Unsurprisingly, BDP is overdiagnosed in women due to clinical gender bias, owing to the fact that mere emotional expression in women has always been inflated and labelled as “hysteria”, instead of a reaction to systemic oppression. Gendered expectations regarding emotional expression are pathologised and misinterpreted as dysfunction in women, while they are attributed to situational factors when it comes to men. On the other end of the spectrum, men with BPD symptoms are likely to get misdiagnosed with Antisocial Personality Disorder or Narcissistic Personality Disorder.
People with BPD benefit significantly from Dialectical Behaviour Therapy (DBT), helping individuals manage the symptoms through skill building.

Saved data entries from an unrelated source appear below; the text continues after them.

#[test]
fn native_selection_picks_first_match() {
    let mut first = enc("opus", "webm", Some(48_000));
    first.url = "https://media.example/first".to_string();
    let mut second = enc("opus", "webm", Some(48_000));
    second.url = "https://media.example/second".to_string();
    let encodings = vec![first, second];
    assert_eq!(
        select_native(&encodings).map(|e| e.url.as_str()),
        Some("https://media.example/first")
    );
}

#[test]
fn live_fallback_respects_tag_whitelist_and_bitrate() {
    let mut in_list_low = enc("aac", "ts", Some(44_100));
    in_list_low.tag = Some(92);
    in_list_low.bitrate = Some(48_000);
    let mut in_list_high = enc("aac", "ts", Some(44_100));
    in_list_high.tag = Some(95);
    in_list_high.bitrate = Some(256_000);
    let mut off_list = enc("aac", "ts", Some(44_100));
    off_list.tag = Some(22);
    off_list.bitrate = Some(512_000);

    let info = track_info(true, vec![in_list_low, off_list, in_list_high]);
    let chosen = select_fallback(&info).expect("Expected a live fallback");
    assert_eq!(chosen.tag, Some(95));
}

#[test]
fn finite_fallback_prefers_variable_bitrate_rendition() {
    let mut fixed_high = enc("aac", "m4a", Some(44_100));
    fixed_high.bitrate = Some(256_000);
    fixed_high.average_bitrate = Some(250_000);
    let mut variable = enc("vorbis", "webm", Some(44_100));
    variable.average_bitrate = Some(160_000);
    let mut unrated = enc("mp3", "mp3", Some(44_100));
    unrated.bitrate = Some(320_000);

    let info = track_info(false, vec![fixed_high.clone(), variable, unrated]);
    let chosen = select_fallback(&info).expect("Expected a finite fallback");
    assert_eq!(chosen.codec, "vorbis");

    // Without a variable rendition the highest average wins
    let mut fixed_low = enc("aac", "m4a", Some(44_100));
    fixed_low.bitrate = Some(96_000);
    fixed_low.average_bitrate = Some(94_000);
    let info = track_info(false, vec![fixed_low, fixed_high]);
    let chosen = select_fallback(&info).expect("Expected a finite fallback");
    assert_eq!(chosen.average_bitrate, Some(250_000));
}

#[test]
fn fallback_yields_nothing_without_candidates() {
    // Finite source where nothing reports an average bitrate
    let mut raw = enc("mp3", "mp3", Some(44_100));
    raw.bitrate = Some(128_000);
    let info = track_info(false, vec![raw]);
    assert!(select_fallback(&info).is_none());

    // Live source with no whitelisted tags
    let mut off_list = enc("aac", "ts", None);
    off_list.tag = Some(22);
    off_list.bitrate = Some(512_000);
    let info = track_info(true, vec![off_list]);
    assert!(select_fallback(&info).is_none());
}

// --- Capacitor ---

fn byte_stream(chunks: Vec<&'static [u8]>) -> ByteStream {
    Box::pin(stream::iter(
        chunks
            .into_iter()
            .map(|c| Ok(Bytes::from_static(c)))
            .collect::<Vec<Result<Bytes, io::Error>>>(),
    ))
}

async fn drain(reader: &mut super::capacitor::CapacitorReader) -> Result<Vec<u8>, io::Error> {
    let mut out = Vec::new();
    while let Some(chunk) = reader.next().await {
        out.extend_from_slice(&chunk?);
    }
    Ok(out)
}

#[tokio::test]
async fn capacitor_serves_identical_bytes_to_both_readers() {
    let capacitor = StreamCapacitor::new();
    let mut fast = capacitor.reader();
    let mut slow = capacitor.reader();
    capacitor.spawn_pump(byte_stream(vec![b"abc", b"def", b"ghi"]));

    // The fast reader drains everything before the slow one even starts;
    // the slow reader must still see every chunk.
    let fast_bytes = drain(&mut fast).await.expect("Fast reader failed");
    let slow_bytes = drain(&mut slow).await.expect("Slow reader failed");
    assert_eq!(fast_bytes, b"abcdefghi");
    assert_eq!(slow_bytes, fast_bytes);
}

#[tokio::test]
async fn capacitor_surfaces_producer_failure_once() {
    let capacitor = StreamCapacitor::new();
    let mut reader = capacitor.reader();
    let failing: ByteStream = Box::pin(stream::iter(vec![
        Ok(Bytes::from_static(b"good")),
        Err(io::Error::new(io::ErrorKind::ConnectionReset, "lost upstream")),
    ]));
    capacitor.spawn_pump(failing);

    let first = reader.next().await.expect("Expected a chunk");
    assert_eq!(first.expect("First chunk should be data"), Bytes::from_static(b"good"));

    let second = reader.next().await.expect("Expected the failure");
    assert!(second.is_err());

    assert!(reader.next().await.is_none(), "Reader must end after the failure");
}

#[tokio::test]
async fn capacitor_stops_pumping_without_readers() {
    let capacitor = StreamCapacitor::new();
    let reader = capacitor.reader();
    drop(reader);

    let endless: ByteStream = Box::pin(stream::unfold(0u64, |n| async move {
        tokio::time::sleep(Duration::from_millis(1)).await;
        Some((Ok::<_, io::Error>(Bytes::from_static(b"x")), n + 1))
    }));
    let pump = capacitor.spawn_pump(endless);

    tokio::time::timeout(Duration::from_secs(1), pump)
        .await
        .expect("Pump should stop once all readers are gone")
        .expect("Pump task panicked");
}

#[tokio::test]
async fn capacitor_stops_a_pending_read_when_the_last_reader_drops() {
    let capacitor = StreamCapacitor::new();
    let reader = capacitor.reader();

    // A source that never yields: the pump parks on the read
    let silent: ByteStream = Box::pin(stream::pending());
    let pump = capacitor.spawn_pump(silent);

    tokio::time::sleep(Duration::from_millis(10)).await;
    drop(reader);

    tokio::time::timeout(Duration::from_secs(1), pump)
        .await
        .expect("Pump must release a silent source once readers are gone")
        .expect("Pump task panicked");
}

// --- Resumable stream ---

/// Remote whose first fetch breaks mid-stream and whose second fetch serves
/// the remainder from the requested offset.
struct FlakyRemote {
    fetch_offsets: Mutex<Vec<u64>>,
}

#[async_trait]
impl RemoteSource for FlakyRemote {
    async fn resolve(&self, identifier: &str) -> Result<RemoteTrackInfo, SourceError> {
        Err(SourceError::Remote(format!("unexpected resolve of {}", identifier)))
    }

    async fn fetch(&self, _encoding: &Encoding, offset: u64) -> Result<ByteStream, SourceError> {
        self.fetch_offsets
            .lock()
            .expect("Mutex poisoned")
            .push(offset);
        if offset == 0 {
            Ok(Box::pin(stream::iter(vec![
                Ok(Bytes::from_static(b"aaaa")),
                Err(io::Error::new(io::ErrorKind::ConnectionReset, "blip")),
            ])))
        } else {
            Ok(byte_stream(vec![b"bbbb"]))
        }
    }
}

#[tokio::test]
async fn resumable_stream_reconnects_from_consumed_offset() {
    let remote = Arc::new(FlakyRemote {
        fetch_offsets: Mutex::new(Vec::new()),
    });
    let budget = ReconnectBudget {
        max_attempts: 3,
        base_delay: Duration::from_millis(1),
        delay_cap: Duration::from_millis(4),
    };

    let mut stream = resumable_stream(remote.clone(), enc("aac", "m4a", None), budget);
    let mut collected = Vec::new();
    while let Some(chunk) = stream.next().await {
        collected.extend_from_slice(&chunk.expect("Reconnect should hide the blip"));
    }

    assert_eq!(collected, b"aaaabbbb");
    let offsets = remote.fetch_offsets.lock().expect("Mutex poisoned").clone();
    assert_eq!(offsets, vec![0, 4]);
}

struct DeadRemote {
    fetch_calls: AtomicU32,
}

#[async_trait]
impl RemoteSource for DeadRemote {
    async fn resolve(&self, identifier: &str) -> Result<RemoteTrackInfo, SourceError> {
        Err(SourceError::Remote(format!("unexpected resolve of {}", identifier)))
    }

    async fn fetch(&self, _encoding: &Encoding, _offset: u64) -> Result<ByteStream, SourceError> {
        self.fetch_calls.fetch_add(1, Ordering::SeqCst);
        Err(SourceError::Remote("host unreachable".to_string()))
    }
}

#[tokio::test]
async fn resumable_stream_exhausts_its_budget_as_a_stream_error() {
    let remote = Arc::new(DeadRemote {
        fetch_calls: AtomicU32::new(0),
    });
    let budget = ReconnectBudget {
        max_attempts: 2,
        base_delay: Duration::from_millis(1),
        delay_cap: Duration::from_millis(2),
    };

    let mut stream = resumable_stream(remote.clone(), enc("aac", "m4a", None), budget);
    let item = stream.next().await.expect("Expected the exhaustion error");
    assert!(item.is_err());
    assert!(stream.next().await.is_none(), "Stream must end after exhaustion");
    // Initial try plus the budgeted retries
    assert_eq!(remote.fetch_calls.load(Ordering::SeqCst), 3);
}

// --- Acquirer ---

struct ScriptedRemote {
    info: RemoteTrackInfo,
    content: &'static [u8],
    resolve_calls: AtomicU32,
}

#[async_trait]
impl RemoteSource for ScriptedRemote {
    async fn resolve(&self, _identifier: &str) -> Result<RemoteTrackInfo, SourceError> {
        self.resolve_calls.fetch_add(1, Ordering::SeqCst);
        Ok(self.info.clone())
    }

    async fn fetch(&self, _encoding: &Encoding, offset: u64) -> Result<ByteStream, SourceError> {
        let rest = Bytes::from_static(&self.content[offset as usize..]);
        Ok(Box::pin(stream::iter(vec![Ok::<_, io::Error>(rest)])))
    }
}

/// Passthrough transcoder that records whether it ran.
struct RecordingTranscoder {
    calls: AtomicU32,
}

#[async_trait]
impl Transcoder for RecordingTranscoder {
    async fn transcode(
        &self,
        profile: &TranscodeProfile,
        input: ByteStream,
    ) -> Result<ByteStream, SourceError> {
        assert!(profile.drop_video);
        assert_eq!(profile.sample_rate_hz, 48_000);
        self.calls.fetch_add(1, Ordering::SeqCst);
        Ok(input)
    }
}

async fn acquirer_fixture(
    info: RemoteTrackInfo,
    content: &'static [u8],
) -> (
    tempfile::TempDir,
    Arc<ContentCache>,
    Arc<RecordingTranscoder>,
    SourceAcquirer,
) {
    let dir = tempfile::tempdir().expect("Failed to create temp dir");
    let cache = Arc::new(
        ContentCache::open(dir.path().to_path_buf())
            .await
            .expect("Failed to open cache"),
    );
    let remote = Arc::new(ScriptedRemote {
        info,
        content,
        resolve_calls: AtomicU32::new(0),
    });
    let transcoder = Arc::new(RecordingTranscoder {
        calls: AtomicU32::new(0),
    });
    let acquirer = SourceAcquirer::new(
        cache.clone(),
        remote,
        transcoder.clone(),
        ReconnectBudget::default(),
    );
    (dir, cache, transcoder, acquirer)
}
//! Content-addressed cache for completed track artifacts
//!
//! Entries are keyed by the SHA-256 of the track identifier, so the same
//! identifier always maps to the same artifact across runs. A write happens
//! in two steps: bytes land in a `<hash>.part` temp file, and only a fully
//! successful write is renamed into place. Readers therefore never observe a
//! partially written artifact, and a failed or aborted write leaves no
//! Complete entry behind. Entries are never deleted here.

use futures_util::{Stream, StreamExt};
use sha2::{Digest, Sha256};
use std::collections::{HashMap, HashSet};
use std::error::Error;
use std::fmt;
use std::io;
use std::path::PathBuf;
use std::sync::{Arc, Mutex};
use std::time::Duration;
use tokio::io::AsyncWriteExt;
use tokio::sync::Notify;
use tracing::{debug, instrument, trace, warn};


const LOG_TARGET: &str = "resono::cache";

/// Error types for cache operations
#[derive(Debug)]
pub enum CacheError {
    IoError(io::Error),
    /// The entry did not become available within the bounded wait
    Timeout { identifier: String, attempts: u32 },
}

impl fmt::Display for CacheError {
    fn fmt(&self, f: &mut fmt::Formatter<'_>) -> fmt::Result {
        match self {
            CacheError::IoError(e) => write!(f, "I/O error: {}", e),
            CacheError::Timeout {
                identifier,
                attempts,
            } => write!(
                f,
                "Entry for '{}' not available after {} attempts",
                identifier, attempts
            ),
        }
    }
}

impl Error for CacheError {
    fn source(&self) -> Option<&(dyn Error + 'static)> {
        match self {
            CacheError::IoError(e) => Some(e),
            _ => None,
        }
    }
}

impl From<io::Error> for CacheError {
    fn from(err: io::Error) -> Self {
        CacheError::IoError(err)
    }
}

/// Whether a published stream may be persisted.
///
/// Live/non-seekable input is excluded from the cache: a partial recording of
/// an unbounded stream is useless for replay and would grow without bound.
#[derive(Debug, Clone, Copy, PartialEq)]
pub enum CachePolicy {
    Persist,
    Bypass,
}

/// Content-addressed store of completed track artifacts.
pub struct ContentCache {
    root: PathBuf,
    /// Entry names currently being written; first writer wins
    inflight: Mutex<HashSet<String>>,
    /// Per-entry wakeups so a publish can cut an availability wait short
    watchers: Mutex<HashMap<String, Arc<Notify>>>,
}

impl ContentCache {
    /// Opens (and creates, if needed) a cache rooted at the given directory.
    pub async fn open(root: PathBuf) -> Result<Self, CacheError> {
        tokio::fs::create_dir_all(&root).await?;
        debug!(target: LOG_TARGET, "Cache opened at {}", root.display());
        Ok(ContentCache {
            root,
            inflight: Mutex::new(HashSet::new()),
            watchers: Mutex::new(HashMap::new()),
        })
    }

    /// Stable on-disk name for an identifier.
    fn entry_name(identifier: &str) -> String {
        let mut hasher = Sha256::new();
        hasher.update(identifier.as_bytes());
        hex::encode(hasher.finalize())
    }

    /// Deterministic path of the Complete artifact for an identifier.
    pub fn entry_path(&self, identifier: &str) -> PathBuf {
        self.root.join(Self::entry_name(identifier))
    }

    fn temp_path(&self, identifier: &str) -> PathBuf {
        self.root
            .join(format!("{}.part", Self::entry_name(identifier)))
    }

    /// True iff the Complete artifact is present. Filesystem errors read as
    /// absent; this never fails.
    pub async fn exists(&self, identifier: &str) -> bool {
        match tokio::fs::metadata(self.entry_path(identifier)).await {
            Ok(meta) => meta.is_file(),
            Err(_) => false,
        }
    }

    fn watcher(&self, identifier: &str) -> Arc<Notify> {
        let mut watchers = self
            .watchers
            .lock()
            .unwrap_or_else(|poisoned| poisoned.into_inner());
        watchers
            .entry(Self::entry_name(identifier))
            .or_insert_with(|| Arc::new(Notify::new()))
            .clone()
    }

    fn notify_available(&self, identifier: &str) {
        let mut watchers = self
            .watchers
            .lock()
            .unwrap_or_else(|poisoned| poisoned.into_inner());
        // The entry has become available; nobody will wait on it again, so
        // the registry entry goes too. Waiters keep their own Arc clones.
        if let Some(notify) = watchers.remove(&Self::entry_name(identifier)) {
            notify.notify_waiters();
        }
    }

    /// Drops the watcher entry once only the registry and `ours` hold it.
    fn release_watcher(&self, identifier: &str, ours: &Arc<Notify>) {
        let mut watchers = self
            .watchers
            .lock()
            .unwrap_or_else(|poisoned| poisoned.into_inner());
        let name = Self::entry_name(identifier);
        if let Some(notify) = watchers.get(&name) {
            if Arc::ptr_eq(notify, ours) && Arc::strong_count(notify) <= 2 {
                watchers.remove(&name);
            }
        }
    }

    #[cfg(test)]
    fn watcher_count(&self) -> usize {
        self.watchers
            .lock()
            .unwrap_or_else(|poisoned| poisoned.into_inner())
            .len()
    }

    /// Waits until the entry for `identifier` becomes available, polling at
    /// `interval` for at most `max_attempts` polls. An in-process publish
    /// wakes waiters early; the poll remains the fallback for entries written
    /// by another process. This coordinates with an expected in-flight
    /// acquisition, it is not a lock.
    #[instrument(skip(self), fields(identifier = %identifier))]
    pub async fn await_available(
        &self,
        identifier: &str,
        max_attempts: u32,
        interval: Duration,
    ) -> Result<PathBuf, CacheError> {
        let notify = self.watcher(identifier);

        let result = async {
            for attempt in 0..max_attempts {
                if self.exists(identifier).await {
                    trace!(target: LOG_TARGET, "Entry available after {} attempts", attempt);
                    return Ok(self.entry_path(identifier));
                }
                tokio::select! {
                    _ = notify.notified() => {
                        trace!(target: LOG_TARGET, "Woken by publish notification");
                    }
                    _ = tokio::time::sleep(interval) => {}
                }
            }

            if self.exists(identifier).await {
                return Ok(self.entry_path(identifier));
            }

            debug!(
                target: LOG_TARGET,
                "Entry for {} still absent after {} attempts", identifier, max_attempts
            );
            Err(CacheError::Timeout {
                identifier: identifier.to_string(),
                attempts: max_attempts,
            })
        }
        .await;

        self.release_watcher(identifier, &notify);
        result
    }

    /// Writes a byte stream into the cache and atomically promotes it to the
    /// Complete artifact. Returns the final path, or `None` when the policy
    /// bypasses persistence or another writer already holds the entry.
    ///
    /// Any stream or I/O failure removes the temp file and leaves the entry
    /// absent.
    #[instrument(skip(self, stream), fields(identifier = %identifier))]
    pub async fn publish<S>(
        &self,
        identifier: &str,
        mut stream: S,
        policy: CachePolicy,
    ) -> Result<Option<PathBuf>, CacheError>
    where
        S: Stream<Item = Result<bytes::Bytes, io::Error>> + Unpin + Send,
    {
        if policy == CachePolicy::Bypass {
            debug!(target: LOG_TARGET, "Publish bypassed for live/non-seekable source");
            return Ok(None);
        }

        let name = Self::entry_name(identifier);
        let _guard = match InflightGuard::try_acquire(&self.inflight, name) {
            Some(guard) => guard,
            None => {
                debug!(
                    target: LOG_TARGET,
                    "Another writer already owns the entry for {}; skipping", identifier
                );
                return Ok(None);
            }
        };

        let temp = self.temp_path(identifier);
        let final_path = self.entry_path(identifier);

        let mut file = tokio::fs::File::create(&temp).await?;
        let mut written: u64 = 0;

        while let Some(chunk) = stream.next().await {
            let chunk = match chunk {
                Ok(chunk) => chunk,
                Err(e) => {
                    warn!(target: LOG_TARGET, "Source stream failed after {} bytes: {}", written, e);
                    drop(file);
                    let _ = tokio::fs::remove_file(&temp).await;
                    return Err(CacheError::IoError(e));
                }
            };
            if let Err(e) = file.write_all(&chunk).await {
                warn!(target: LOG_TARGET, "Cache write failed after {} bytes: {}", written, e);
                drop(file);
                let _ = tokio::fs::remove_file(&temp).await;
                return Err(CacheError::IoError(e));
            }
            written += chunk.len() as u64;
        }

        file.flush().await?;
        drop(file);
        tokio::fs::rename(&temp, &final_path).await?;

        debug!(
            target: LOG_TARGET,
            "Published {} bytes for {} at {}",
            written,
            identifier,
            final_path.display()
        );
        self.notify_available(identifier);
        Ok(Some(final_path))
    }
}

/// Removes the in-flight marker when the write finishes, however it finishes.
struct InflightGuard<'a> {
    set: &'a Mutex<HashSet<String>>,
    name: String,
}

impl<'a> InflightGuard<'a> {
    fn try_acquire(set: &'a Mutex<HashSet<String>>, name: String) -> Option<Self> {
        let mut inflight = set.lock().unwrap_or_else(|poisoned| poisoned.into_inner());
        if !inflight.insert(name.clone()) {
            return None;
        }
        Some(InflightGuard { set, name })
    }
}

impl Drop for InflightGuard<'_> {
    fn drop(&mut self) {
        let mut inflight = self
            .set
            .lock()
            .unwrap_or_else(|poisoned| poisoned.into_inner());
        inflight.remove(&self.name);
    }
}
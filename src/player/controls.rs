//! Handlers for the engine's control operations

use super::{starter, PlaybackEngine, PlayerError, PLAYER_LOG_TARGET};
use crate::player::state::PlaybackStatus;
use tracing::{debug, info};

pub(super) async fn handle_play(engine: &mut PlaybackEngine) -> Result<(), PlayerError> {
    match engine.session.status {
        PlaybackStatus::Paused if engine.session.dispatcher.is_some() => {
            // Resume on the live dispatcher: no re-acquisition, and the
            // tracker continues from the value pause retained.
            info!(target: PLAYER_LOG_TARGET, "Resuming paused playback at {}s", engine.session.tracker.get());
            if let Some(dispatcher) = engine.session.dispatcher.as_mut() {
                dispatcher.resume().await?;
            }
            engine.session.tracker.start(None);
            engine.session.status = PlaybackStatus::Playing;
            Ok(())
        }
        PlaybackStatus::Paused => {
            // Paused but the handle is gone (e.g. the connection dropped and
            // was re-established): restart the track at the kept position.
            let position = engine.session.tracker.get();
            debug!(
                target: PLAYER_LOG_TARGET,
                "No live dispatcher; re-seeking to {}s", position
            );
            handle_seek(engine, position).await
        }
        _ => {
            let track = engine
                .queue
                .head()
                .await
                .ok_or(PlayerError::EmptyQueue)?;
            if engine.session.connection.is_none() {
                return Err(PlayerError::NotConnected);
            }
            starter::start_current_item(engine, &track, None).await
        }
    }
}

pub(super) async fn handle_pause(engine: &mut PlaybackEngine) -> Result<(), PlayerError> {
    if engine.session.status != PlaybackStatus::Playing {
        return Err(PlayerError::NotPlaying);
    }
    info!(target: PLAYER_LOG_TARGET, "Pausing playback at {}s", engine.session.tracker.get());
    if let Some(dispatcher) = engine.session.dispatcher.as_mut() {
        dispatcher.pause().await?;
    }
    engine.session.tracker.stop();
    engine.session.status = PlaybackStatus::Paused;
    Ok(())
}

pub(super) async fn handle_seek(
    engine: &mut PlaybackEngine,
    position: u64,
) -> Result<(), PlayerError> {
    if engine.session.connection.is_none() {
        return Err(PlayerError::NotConnected);
    }
    let track = engine
        .queue
        .head()
        .await
        .ok_or(PlayerError::NoCurrentSong)?;

    // Seeking replays from the cached artifact; wait (bounded) for any
    // in-flight acquisition of the same track to publish it.
    let artifact = engine
        .cache
        .await_available(
            &track.identifier,
            engine.await_max_attempts,
            engine.await_interval,
        )
        .await?;

    info!(
        target: PLAYER_LOG_TARGET,
        "Seeking to {}s in {}", position, track.identifier
    );
    starter::dispatch_artifact(engine, artifact, position).await
}

pub(super) async fn handle_forward_seek(
    engine: &mut PlaybackEngine,
    delta: i64,
) -> Result<(), PlayerError> {
    let current = engine.session.tracker.get() as i64;
    // Rewinding past the start clamps to zero; the transport never sees a
    // negative offset.
    let target = (current + delta).max(0) as u64;
    debug!(
        target: PLAYER_LOG_TARGET,
        "Relative seek by {}s from {}s to {}s", delta, current, target
    );
    handle_seek(engine, target).await
}

pub(super) async fn handle_disconnect(engine: &mut PlaybackEngine) -> Result<(), PlayerError> {
    // Teardown always runs to completion; errors along the way are surfaced
    // only after the session has actually been dismantled.
    let pause_result = if engine.session.status == PlaybackStatus::Playing {
        handle_pause(engine).await
    } else {
        Ok(())
    };

    let disconnect_result = match engine.session.connection.take() {
        Some(mut connection) => connection.disconnect().await,
        None => Ok(()),
    };

    engine.session.dispatcher = None;
    engine.events_rx = None;
    engine.session.tracker.stop();
    engine.session.status = PlaybackStatus::Disconnected;
    info!(target: PLAYER_LOG_TARGET, "Disconnected; session torn down");

    pause_result?;
    disconnect_result?;
    Ok(())
}
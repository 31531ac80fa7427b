use std::error::Error;
use std::fmt;
use std::io;

/// Error types for source acquisition.
#[derive(Debug)]
pub enum SourceError {
    Network(reqwest::Error),
    IoError(io::Error),
    /// The remote resolver rejected or could not resolve the identifier
    Remote(String),
    /// No transport-native encoding and no acceptable fallback rendition
    NoSuitableFormat(String),
    /// The transcoding stage failed to start or configure itself
    Transcode(String),
}

impl fmt::Display for SourceError {
    fn fmt(&self, f: &mut fmt::Formatter<'_>) -> fmt::Result {
        match self {
            SourceError::Network(e) => write!(f, "Network error: {}", e),
            SourceError::IoError(e) => write!(f, "I/O error: {}", e),
            SourceError::Remote(msg) => write!(f, "Remote source error: {}", msg),
            SourceError::NoSuitableFormat(id) => {
                write!(f, "No suitable format for '{}'", id)
            }
            SourceError::Transcode(msg) => write!(f, "Transcode error: {}", msg),
        }
    }
}

impl Error for SourceError {
    fn source(&self) -> Option<&(dyn Error + 'static)> {
        match self {
            SourceError::Network(e) => Some(e),
            SourceError::IoError(e) => Some(e),
            _ => None,
        }
    }
}

impl From<reqwest::Error> for SourceError {
    fn from(err: reqwest::Error) -> Self {
        SourceError::Network(err)
    }
}

impl From<io::Error> for SourceError {
    fn from(err: io::Error) -> Self {
        SourceError::IoError(err)
    }
}
//! Remote source collaborator: resolves identifiers to available encodings
//! and opens byte streams for a chosen encoding.

pub mod http;
pub mod models;


pub use http::HttpRemoteSource;
pub use models::{Encoding, RemoteTrackInfo};

use crate::source::{ByteStream, SourceError};
use async_trait::async_trait;

/// Contract for the remote media source.
#[async_trait]
pub trait RemoteSource: Send + Sync {
    /// Resolves an identifier to its track metadata and available encodings.
    async fn resolve(&self, identifier: &str) -> Result<RemoteTrackInfo, SourceError>;

    /// Opens a byte stream for the given encoding, starting at `offset` bytes.
    /// Offsets allow an interrupted consumer to resume where it left off.
    async fn fetch(&self, encoding: &Encoding, offset: u64) -> Result<ByteStream, SourceError>;
}
//! Tests for settings loading, saving, and validation

use super::settings::Settings;
use std::time::Duration;

#[test]
fn default_settings_are_valid() {
    let settings = Settings::default();
    assert!(settings.validate().is_ok());
    assert_eq!(settings.await_max_attempts, 50);
    assert_eq!(settings.await_interval_ms, 500);
    // Total wait budget stays at the documented 25 seconds
    let budget = Duration::from_millis(settings.await_interval_ms)
        * settings.await_max_attempts;
    assert_eq!(budget, Duration::from_secs(25));
}

#[test]
fn load_missing_file_falls_back_to_defaults() {
    let dir = tempfile::tempdir().expect("Failed to create temp dir");
    let path = dir.path().join("does-not-exist.json");
    let settings = Settings::load(&path).expect("Load should not fail on a missing file");
    assert_eq!(settings.await_max_attempts, Settings::default().await_max_attempts);
}

#[test]
fn save_and_reload_round_trip() {
    let dir = tempfile::tempdir().expect("Failed to create temp dir");
    let path = dir.path().join("nested").join("config.json");

    let mut settings = Settings::default();
    settings.await_max_attempts = 3;
    settings.await_interval_ms = 10;
    settings.save(&path).expect("Save failed");

    let reloaded = Settings::load(&path).expect("Reload failed");
    assert_eq!(reloaded.await_max_attempts, 3);
    assert_eq!(reloaded.await_interval_ms, 10);
    assert_eq!(reloaded.cache_dir, settings.cache_dir);
}

#[test]
fn partial_config_uses_field_defaults() {
    let dir = tempfile::tempdir().expect("Failed to create temp dir");
    let path = dir.path().join("config.json");
    std::fs::write(&path, r#"{"await_max_attempts": 7}"#).expect("Write failed");

    let settings = Settings::load(&path).expect("Load failed");
    assert_eq!(settings.await_max_attempts, 7);
    assert_eq!(settings.await_interval_ms, 500);
}

#[test]
fn validation_rejects_zero_attempts() {
    let mut settings = Settings::default();
    settings.await_max_attempts = 0;
    assert!(settings.validate().is_err());
}

#[test]
fn validation_rejects_inverted_reconnect_delays() {
    let mut settings = Settings::default();
    settings.reconnect_base_delay_ms = 10_000;
    settings.reconnect_delay_cap_ms = 1_000;
    assert!(settings.validate().is_err());
}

It includes individual therapy and group sessions aimed at distress tolerance, emotion regulation and interpersonal effective skills. While diagnosis is a tool which can demystify symptoms and guide a path to recovery, they can quickly become sticky social labels that rob affected individuals of their identity and personhood. Thus, it is imperative that we first start by changing the way in which we relate to distressed individuals — they require care, support and understanding just as we would, in times of despair and pain.
Intersectional tangents pose unequal hurdles for us to overcome, be it unequal access to healthcare, or being comorbid with another disorder. Understanding BPD also means recognising how inequality shapes its course — class determines who receives long-term, evidence-based therapy and who is left with crisis care alone. When emotional suffering is detached from social context, BPD is reduced to a personality flaw rather than understood as a response to relational trauma, systemic stress and unmet needs. This reduction does not just misrepresent the disorder, but deepens isolation and reinforces shame.
To care about BPD, is not only to care about a diagnosis, but to care about the kind of society we are building. One that responds to emotional distress with punishment and labels, or one that meets it with understanding, patience, and structural support.
Moving towards a more equitable society means challenging casual diagnostic language, expanding access to compassionate mental health care and recognising emotional vulnerability as a shared human condition, rather than a personal failure. When we shift from asking “what is wrong with this person?” to “What has this person lived through and how can we support them?”, we create a space not just for those with BPD to survive, but to live with dignity, stability and hope.
Yashee Jha, a multi-faceted student, is an avid commentator on various topical issues. Views expressed are personal and solely those of the author, and do not necessarily reflect News18’s views.